The presence of ongoing spontaneous or background discharge may also chronically bias release mechanisms (Hermann et al., 2007
; Wang et al., 2010
). Even relatively low afferent rates, such as 10–20 Hz, which is well within the rate of the spontaneous activity rates of auditory nerve fibers (in mouse Taberner and Liberman, 2005
), can lead to a modest depression of release (Wang et al., 2010
). It is also likely that the longer-term history of activity in an afferent may engage slowly varying homeostatic mechanisms that regulate how transmitter is released. In the context of the auditory system, sensory deprivation or hearing loss might be expected to influence the transfer of information, as might the introduction of artificial stimulus patterns by cochlear implants. Such changes in presynaptic function are presaged by demonstrations of the plasticity of endbulb morphology in cats and mice with congenital hearing loss (Lee et al., 2003
; Ryugo et al., 1997
). As discussed below, hearing loss can alter synaptic efficacy and synaptic dynamics at auditory nerve synapses, although the details and overall consequences appear to depend on the etiology of the loss.

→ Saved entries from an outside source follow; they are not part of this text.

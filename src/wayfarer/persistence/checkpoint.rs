// SPDX-License-Identifier: MIT

//! Checkpoint records and the store contract

use crate::wayfarer::session::model::{Session, SessionStatus};
use crate::wayfarer::workflow::state::WorkflowState;
use crate::wdk::error::{Result, WayfarerError};
use async_trait::async_trait;
use chrono::{DateTime, Utc};
use serde::{Deserialize, Serialize};

/// Persisted snapshot: the state plus the node to run next
#[derive(Debug, Clone, PartialEq, Serialize, Deserialize)]
#[serde(rename_all = "camelCase")]
pub struct Checkpoint {
    pub session_id: String,
    pub step_seq: u64,
    pub next_node_id: String,
    pub state: WorkflowState,
    pub timestamp: DateTime<Utc>,
}

impl Checkpoint {
    pub fn new(
        session_id: impl Into<String>,
        step_seq: u64,
        next_node_id: impl Into<String>,
        state: WorkflowState,
    ) -> Self {
        Self {
            session_id: session_id.into(),
            step_seq,
            next_node_id: next_node_id.into(),
            state,
            timestamp: Utc::now(),
        }
    }

    /// The checkpoint that follows this one
    pub fn successor(&self, next_node_id: impl Into<String>, state: WorkflowState) -> Self {
        Self::new(
            self.session_id.clone(),
            self.step_seq + 1,
            next_node_id,
            state,
        )
    }
}

/// Latest checkpoint together with the session record, read as one unit
#[derive(Debug, Clone, PartialEq)]
pub struct LoadedCheckpoint {
    pub checkpoint: Checkpoint,
    pub session: Session,
}

/// Row of the resumable-session listing
#[derive(Debug, Clone, PartialEq, Serialize)]
#[serde(rename_all = "camelCase")]
pub struct ResumableSession {
    pub session_id: String,
    pub status: SessionStatus,
    pub initial_query: String,
    pub created_at: DateTime<Utc>,
    pub updated_at: DateTime<Utc>,
    pub step_seq: u64,
    pub next_node_id: String,
    pub digest: String,
}

impl ResumableSession {
    pub(crate) fn from_parts(session: &Session, checkpoint: &Checkpoint) -> Self {
        Self {
            session_id: session.id.clone(),
            status: session.status,
            initial_query: session.initial_query.clone(),
            created_at: session.created_at,
            updated_at: session.updated_at,
            step_seq: checkpoint.step_seq,
            next_node_id: checkpoint.next_node_id.clone(),
            digest: checkpoint.state.digest(),
        }
    }
}

/// Durable checkpoint log plus session status.
///
/// Implementations must make `save` atomic: the new checkpoint and the status
/// change land together or not at all. Writes for one session are
/// serialized; different sessions never wait on each other in the store.
/// Every status change, through `save` or `set_status`, is checked against
/// [`SessionStatus::can_transition_to`] and rejected with a session state
/// error when the table forbids it.
#[async_trait]
pub trait CheckpointStore: Send + Sync {
    /// Register a new session with its step-0 checkpoint
    async fn create_session(&self, session: &Session, initial: &Checkpoint) -> Result<()>;

    /// Append `checkpoint` and set the session status in one transaction.
    ///
    /// `checkpoint.step_seq` must be exactly one above the current highest.
    async fn save(&self, checkpoint: &Checkpoint, status: SessionStatus) -> Result<()>;

    /// Highest-step checkpoint and the current session record
    async fn load_latest(&self, session_id: &str) -> Result<LoadedCheckpoint>;

    /// A specific earlier checkpoint
    async fn load_at(&self, session_id: &str, step_seq: u64) -> Result<Checkpoint>;

    /// Change the status without writing a checkpoint
    async fn set_status(&self, session_id: &str, status: SessionStatus) -> Result<()>;

    /// Active and suspended sessions, most recently updated first
    async fn list_resumable(&self) -> Result<Vec<ResumableSession>>;
}

pub(crate) fn unknown_session(session_id: &str) -> WayfarerError {
    WayfarerError::session_state(format!("session {} does not exist", session_id))
}

pub(crate) fn out_of_sequence(session_id: &str, expected: u64, got: u64) -> WayfarerError {
    WayfarerError::persistence(format!(
        "checkpoint for session {} out of sequence: expected step {}, got {}",
        session_id, expected, got
    ))
}

/// Reject a status change the lifecycle table does not allow
pub(crate) fn check_transition(
    session_id: &str,
    from: SessionStatus,
    to: SessionStatus,
) -> Result<()> {
    if from.can_transition_to(to) {
        return Ok(());
    }
    Err(WayfarerError::session_state(format!(
        "session {} cannot move from {} to {}",
        session_id, from, to
    )))
}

In this review, we will focus on short-term plasticity of auditory nerve synapses in the cochlear nucleus, and their potential modulation by hearing loss. Most of the review will focus on the endbulb synapse in the VCN in rodents, although we will also touch upon endbulbs from other model systems and other synapses in the cochlear nucleus whose release parameters might be affected by hearing loss.